Коллеги оценивают его единодушно. И как шахматиста, и как тренера, и как человека. Оценивают высоко. Но вот что удивительно: в этих оценках – очень искренних – есть какой-то внутренний стопор. Нет безоглядности, нет свободы. Словно у каждого под спудом живет мысль, что Фурман – человек действительно достойнейший, заслуживающий любые добрые слова, – на самом деле был мельче той роли, которую уготовила ему судьба. Потому что, не будь в его жизни Карпова, кто б о нем вспомнил сегодня?..
Шахматист он был – если честно – не блестящий. Книжный, выученный, берущий потом, а не полетом. В его спортивной биографии нет ни одной яркой, вошедшей в шахматную историю, даже просто запомнившейся турнирной победы.
Тренер… тренер был знающий, грамотный, трудолюбивый. В его арсенале хранилось множество оригинальных разработок.

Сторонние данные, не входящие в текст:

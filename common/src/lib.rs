//! Singleshot Common Library
//!
//! Shared building blocks for the singleshot TLS endpoint and its client:
//!
//! - Configuration structures, defaults and environment overrides
//! - The credential store (certificate chain + matching private key)
//! - Trusted authority bundles used to validate a peer chain
//! - The immutable per-session policy
//!
//! Everything here is loaded once, before any socket exists, and is
//! read-only afterwards.

/// Configuration structures and defaults
pub mod config;

/// Certificate, key and trust anchor loading
pub mod credentials;

/// Session policy
pub mod policy;

// Re-export commonly used types for convenience
pub use config::{
    check_receive_capacity, CertPaths, ConfigError, EndpointConfig, Reply,
    DEFAULT_MAX_CHAIN_DEPTH, DEFAULT_PORT, DEFAULT_REPLY, MAX_RECEIVE_CAPACITY,
};
pub use credentials::{Credential, CredentialError, TrustAnchor, TrustAnchorError};
pub use policy::{OversizePolicy, SessionPolicy};
#[cfg(test)]
mod tests {
    use super::*;

    #[test]
    fn defaults_match_reference_endpoint() {
        let config = EndpointConfig::default();
        assert_eq!(config.port, 5555);
        assert!(config.require_peer_certificate);
        assert_eq!(config.max_chain_depth, 1);
        assert_eq!(config.receive_capacity, 4096);
        assert_eq!(config.oversize, OversizePolicy::Reject);
        assert_eq!(config.reply, Reply::Fixed(DEFAULT_REPLY.to_string()));
        assert!(config.validate().is_ok());
    }

    #[test]
    fn cert_paths_use_conventional_names() {
        let server = CertPaths::in_dir("/etc/singleshot");
        assert_eq!(server.cert_path, PathBuf::from("/etc/singleshot/server.pem"));
        assert_eq!(server.key_path, PathBuf::from("/etc/singleshot/server.key.pem"));
        let client = CertPaths::client_in_dir("/etc/singleshot");
        assert_eq!(client.cert_path, PathBuf::from("/etc/singleshot/client.pem"));
        assert_eq!(client.ca_path, Some(PathBuf::from("/etc/singleshot/root-ca.pem")));
    }

    #[test]
    fn verify_toggle_follows_integer_semantics() {
        assert_eq!(parse_verify_toggle("0"), Some(false));
        assert_eq!(parse_verify_toggle("1"), Some(true));
        assert_eq!(parse_verify_toggle(" 7 "), Some(true));
        assert_eq!(parse_verify_toggle("yes"), None);
    }

    #[test]
    fn mutual_auth_without_ca_is_rejected() {
        let mut certs = CertPaths::in_dir("certs");
        certs.ca_path = None;
        let config = EndpointConfig::new().with_certs(certs.clone());
        assert!(matches!(config.validate(), Err(ConfigError::MissingTrustAnchor)));

        let config = EndpointConfig::new().with_certs(certs).with_peer_verification(false);
        assert!(config.validate().is_ok());
    }

    #[test]
    fn zero_capacity_is_rejected() {
        let config = EndpointConfig::new().with_receive_capacity(0);
        assert!(matches!(config.validate(), Err(ConfigError::ZeroCapacity)));
    }

    #[test]
    fn capacity_is_capped_at_one_record() {
        let config = EndpointConfig::new().with_receive_capacity(MAX_RECEIVE_CAPACITY);
        assert!(config.validate().is_ok());

        let config = EndpointConfig::new().with_receive_capacity(usize::MAX);
        assert!(matches!(
            config.validate(),
            Err(ConfigError::CapacityTooLarge { capacity: usize::MAX, .. })
        ));
    }

    #[test]
    fn huge_durations_saturate() {
        let config = EndpointConfig::new()
            .with_io_timeout(Duration::MAX)
            .with_accept_timeout(Duration::from_millis(1500))
            .with_close_linger(Duration::MAX);
        assert_eq!(config.io_timeout_ms, Some(u64::MAX));
        assert_eq!(config.accept_timeout_ms, Some(1500));
        assert_eq!(config.close_linger_ms, u64::MAX);
    }

    #[test]
    fn environment_overrides_file_values() {
        let dir = tempfile::tempdir().unwrap();
        let path = dir.path().join("endpoint.json");
        fs::write(
            &path,
            r#"{ "port": 6000, "certs": { "cert_path": "a.pem", "key_path": "a.key", "ca_path": null } }"#,
        )
        .unwrap();

        let config = EndpointConfig::from_file(&path)
            .unwrap()
            .with_overrides_from(|var| match var {
                "SINGLESHOT_CERTS_DIR" => Some("/srv/pki".to_string()),
                "SINGLESHOT_PORT" => Some("7000".to_string()),
                "SINGLESHOT_VERIFY_CLIENT" => Some("0".to_string()),
                _ => None,
            })
            .unwrap();
        assert_eq!(config.certs, CertPaths::in_dir("/srv/pki"));
        assert_eq!(config.port, 7000);
        assert!(!config.require_peer_certificate);
    }

    #[test]
    fn absent_environment_changes_nothing() {
        let config = EndpointConfig::new()
            .with_port(6000)
            .with_overrides_from(|_| None)
            .unwrap();
        assert_eq!(config.port, 6000);
    }

    #[test]
    fn bad_environment_values_are_rejected() {
        let err = EndpointConfig::new()
            .with_overrides_from(|var| (var == "SINGLESHOT_PORT").then(|| "http".to_string()))
            .unwrap_err();
        assert!(matches!(err, ConfigError::InvalidEnv { var: "SINGLESHOT_PORT", .. }));
    }

    #[test]
    fn partial_json_keeps_defaults() {
        let dir = tempfile::tempdir().unwrap();
        let path = dir.path().join("endpoint.json");
        fs::write(
            &path,
            r#"{ "port": 6000, "require_peer_certificate": false, "reply": "echo", "oversize": "truncate" }"#,
        )
        .unwrap();

        let config = EndpointConfig::from_file(&path).unwrap();
        assert_eq!(config.port, 6000);
        assert!(!config.require_peer_certificate);
        assert_eq!(config.reply, Reply::Echo);
        assert_eq!(config.oversize, OversizePolicy::Truncate);
        assert_eq!(config.receive_capacity, DEFAULT_RECEIVE_CAPACITY);
    }

    #[test]
    fn malformed_json_is_a_parse_error() {
        let dir = tempfile::tempdir().unwrap();
        let path = dir.path().join("endpoint.json");
        fs::write(&path, "{ port: ").unwrap();
        assert!(matches!(
            EndpointConfig::from_file(&path),
            Err(ConfigError::Parse { .. })
        ));
    }

    #[test]
    fn echo_reply_returns_request() {
        assert_eq!(Reply::Echo.payload(b"Hello, server"), b"Hello, server");
        assert_eq!(
            Reply::default().payload(b"ignored"),
            DEFAULT_REPLY.as_bytes()
        );
    }
}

Но разве мало было и есть шахматных тренеров, о которых можно слово в слово сказать то же самое? Как-то даже неловко получается: хвалим специалиста за то, что он хороший исполнитель своего дела. А как же иначе?

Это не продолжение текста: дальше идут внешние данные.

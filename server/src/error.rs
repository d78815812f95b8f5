use std::{io, net::SocketAddr, time::Duration};

use singleshot_common::{ConfigError, CredentialError, TrustAnchorError};

use crate::session::SessionState;

/// Static configuration defects, detected before any network I/O
#[derive(Debug, thiserror::Error)]
pub enum ConfigurationError {
    #[error(transparent)]
    Config(#[from] ConfigError),
    #[error(transparent)]
    Credential(#[from] CredentialError),
    #[error(transparent)]
    TrustAnchor(#[from] TrustAnchorError),
    #[error("policy expects chain depth {policy} but the trust anchor was loaded with {anchor}")]
    PolicyMismatch { policy: usize, anchor: usize },
    #[error("failed to build client certificate verifier: {0}")]
    Verifier(#[from] rustls::server::VerifierBuilderError),
    #[error("failed to build TLS context: {0}")]
    Tls(#[from] rustls::Error),
}

/// Listener and socket setup failures
#[derive(Debug, thiserror::Error)]
pub enum TransportError {
    #[error("failed to bind {addr}: {source}")]
    Bind {
        addr:   SocketAddr,
        #[source]
        source: io::Error,
    },
    #[error("failed to accept connection: {0}")]
    Accept(#[source] io::Error),
    #[error("no connection arrived within {0:?}")]
    AcceptTimedOut(Duration),
    #[error("accept cancelled before a connection arrived")]
    Cancelled,
    #[error("failed to configure accepted socket: {0}")]
    Socket(#[source] io::Error),
}

/// Faults while negotiating the secure session. Terminal for the session.
#[derive(Debug, thiserror::Error)]
pub enum HandshakeError {
    #[error("peer closed the connection during the handshake")]
    PeerClosed,
    #[error("peer did not present a certificate")]
    CertificateRequired,
    #[error("peer certificate rejected: {0}")]
    CertificateRejected(#[source] rustls::Error),
    #[error("handshake failed: {0}")]
    Protocol(#[source] rustls::Error),
    #[error("handshake timed out")]
    TimedOut,
    #[error("socket error during handshake: {0}")]
    Io(#[source] io::Error),
}

impl HandshakeError {
    pub(crate) fn from_tls(err: rustls::Error) -> Self {
        match err {
            rustls::Error::NoCertificatesPresented => HandshakeError::CertificateRequired,
            rustls::Error::InvalidCertificate(_) => HandshakeError::CertificateRejected(err),
            other => HandshakeError::Protocol(other),
        }
    }

    pub(crate) fn from_io(err: io::Error) -> Self {
        match err.kind() {
            io::ErrorKind::WouldBlock | io::ErrorKind::TimedOut => HandshakeError::TimedOut,
            io::ErrorKind::UnexpectedEof => HandshakeError::PeerClosed,
            _ => HandshakeError::Io(err),
        }
    }
}

/// Faults during the one-shot request/reply exchange
#[derive(Debug, thiserror::Error)]
pub enum ExchangeError {
    #[error("peer closed the session before sending a request")]
    PeerClosed,
    #[error("request exceeds the {capacity} byte receive buffer")]
    Oversized { capacity: usize },
    #[error("timed out waiting for the peer")]
    TimedOut,
    #[error("failed to read request: {0}")]
    Read(#[source] io::Error),
    #[error("failed to write reply: {0}")]
    Write(#[source] io::Error),
}

impl ExchangeError {
    pub(crate) fn from_read(err: io::Error) -> Self {
        match err.kind() {
            io::ErrorKind::WouldBlock | io::ErrorKind::TimedOut => ExchangeError::TimedOut,
            io::ErrorKind::UnexpectedEof
            | io::ErrorKind::ConnectionReset
            | io::ErrorKind::ConnectionAborted => ExchangeError::PeerClosed,
            _ => ExchangeError::Read(err),
        }
    }

    pub(crate) fn from_write(err: io::Error) -> Self {
        match err.kind() {
            io::ErrorKind::WouldBlock | io::ErrorKind::TimedOut => ExchangeError::TimedOut,
            _ => ExchangeError::Write(err),
        }
    }
}

/// Close-notify could not be delivered. Never blocks resource release.
#[derive(Debug, thiserror::Error)]
pub enum ShutdownError {
    #[error("failed to send close-notify: {0}")]
    CloseNotify(#[source] io::Error),
}

/// The peer certificate could not be turned into readable names.
/// The session stays usable.
#[derive(Debug, Clone, PartialEq, Eq, thiserror::Error)]
pub enum CertificateDecodeError {
    #[error("failed to parse peer certificate: {0}")]
    Parse(String),
    #[error("failed to decode {field} name: {reason}")]
    Name { field: &'static str, reason: String },
}

/// Top-level failure of one endpoint run
#[derive(Debug, thiserror::Error)]
pub enum EndpointError {
    #[error("configuration error: {0}")]
    Configuration(#[from] ConfigurationError),
    #[error("transport error: {0}")]
    Transport(#[from] TransportError),
    #[error("handshake error: {0}")]
    Handshake(#[from] HandshakeError),
    #[error("data exchange error: {0}")]
    Exchange(#[from] ExchangeError),
}

impl EndpointError {
    /// The last state the session reached before the failure
    pub fn stage(&self) -> SessionState {
        match self {
            EndpointError::Configuration(_) => SessionState::Unbound,
            EndpointError::Transport(TransportError::Bind { .. }) => SessionState::Unbound,
            EndpointError::Transport(TransportError::Socket(_)) => SessionState::Accepted,
            EndpointError::Transport(_) => SessionState::Listening,
            EndpointError::Handshake(_) => SessionState::Handshaking,
            EndpointError::Exchange(_) => SessionState::Established,
        }
    }
}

Наконец – человек… Вот человеческие качества действительно выделяли Фурмана. Среди честолюбивых и тщеславных коллег, среди зависти и двурушничества, среди политиканов и прощелыг, не брезгующих выклянчить, а то и походя стянуть идейку, – он оказался человеком не от мира сего. Добрый – вот что прежде всего бросалось в глаза, вот что сразу отличало. Удивительная детскость и чистота. Отзывчивость. Безотказность. И как варианты: готовность понять, войти в положение, готовность подставить под чужой груз свое плечо.
Но хороший человек – это не профессия. Значит, не только в этом дело. Значит, что-то в нем было и помимо! – что-то такое, в чем Бронштейн и Ботвинник, Петросян и Корчной испытывали дефицит.
Очевидно, речь идет не о шахматной информации – ею в более или менее равной степени владеют шахматные специалисты. И не о душевных качествах: названные корифеи были прагматиками, они ждали от тренера каких-то конкретных вещей, которые могут реализоваться в победу.
Видимо, Фурман обладал особым взглядом на шахматы, взглядом со стороны (или «сверху», как сказал Карпов), взглядом, который раскрывал сущность позиции или проблемы; взглядом качественно новым. Он сразу поднимал всю работу на порядок выше.
Потому что он был философом.
Впрочем, я убежден, что никто из шахматистов даже не задумывался об этом. Они воспринимали Фурмана как данность, как полезный катализатор в их работе. И только.
Самого же Фурмана внешний мир не занимал. Настоящая жизнь – интересная, загадочная, непредсказуемая, глубокая, наполненная смыслом, – была только в шахматах. Он сделал себе из них раковину и жил в ней, как дома. И потому, делясь вроде бы частностями, Фурман давал так много. Каждая из таких частностей была элементом огромного целого, и берущие ощущали энергию этого целого. Именно благодаря этой энергии черенок подаренной мысли приживался на любой почве и шел в рост. Этим и отличались советы Фурмана: незаметной в первый момент, но вскоре раскрывающейся животворностью.
По складу души и характера Фурман не был склонен к внешним эффектам. Правда, увлеченный спортивным ажиотажем, в атмосфере которого он жил, Фурман время от времени испытывал судьбу в турнирах. И напрасно. Внешний успех ему не давался. Кроме того, спортивный успех, необходимость снова и снова побеждать непременно вытянули бы Фурмана из раковины. Как много при этом он бы выиграл – трудно сказать, а вот за то, что проиграл бы немало, – можно поручиться наверняка. Потому что изменил бы своей природе. Фурман старался не думать об этом, но инстинкт самосохранения срабатывал помимо сознания.
Игрок воплощает игру, реализует ее. Фурмана привлекало иное: он следил законы игры. Не изучал их – для этого нужно быть исследователем, аналитиком, чего за Фурманом не водилось. Он именно следил. Наблюдал, как они работают. И целью этих наблюдений были не аналитические открытия, а впечатления. Затем впечатления, собираясь, сгущаясь, материализовались в мысли. Те самые мысли, за которые Фурмана и ценили его подопечные. Но сам он впечатления ставил выше. За непосредственность. За первозданность. За неисчерпаемость каждого из них.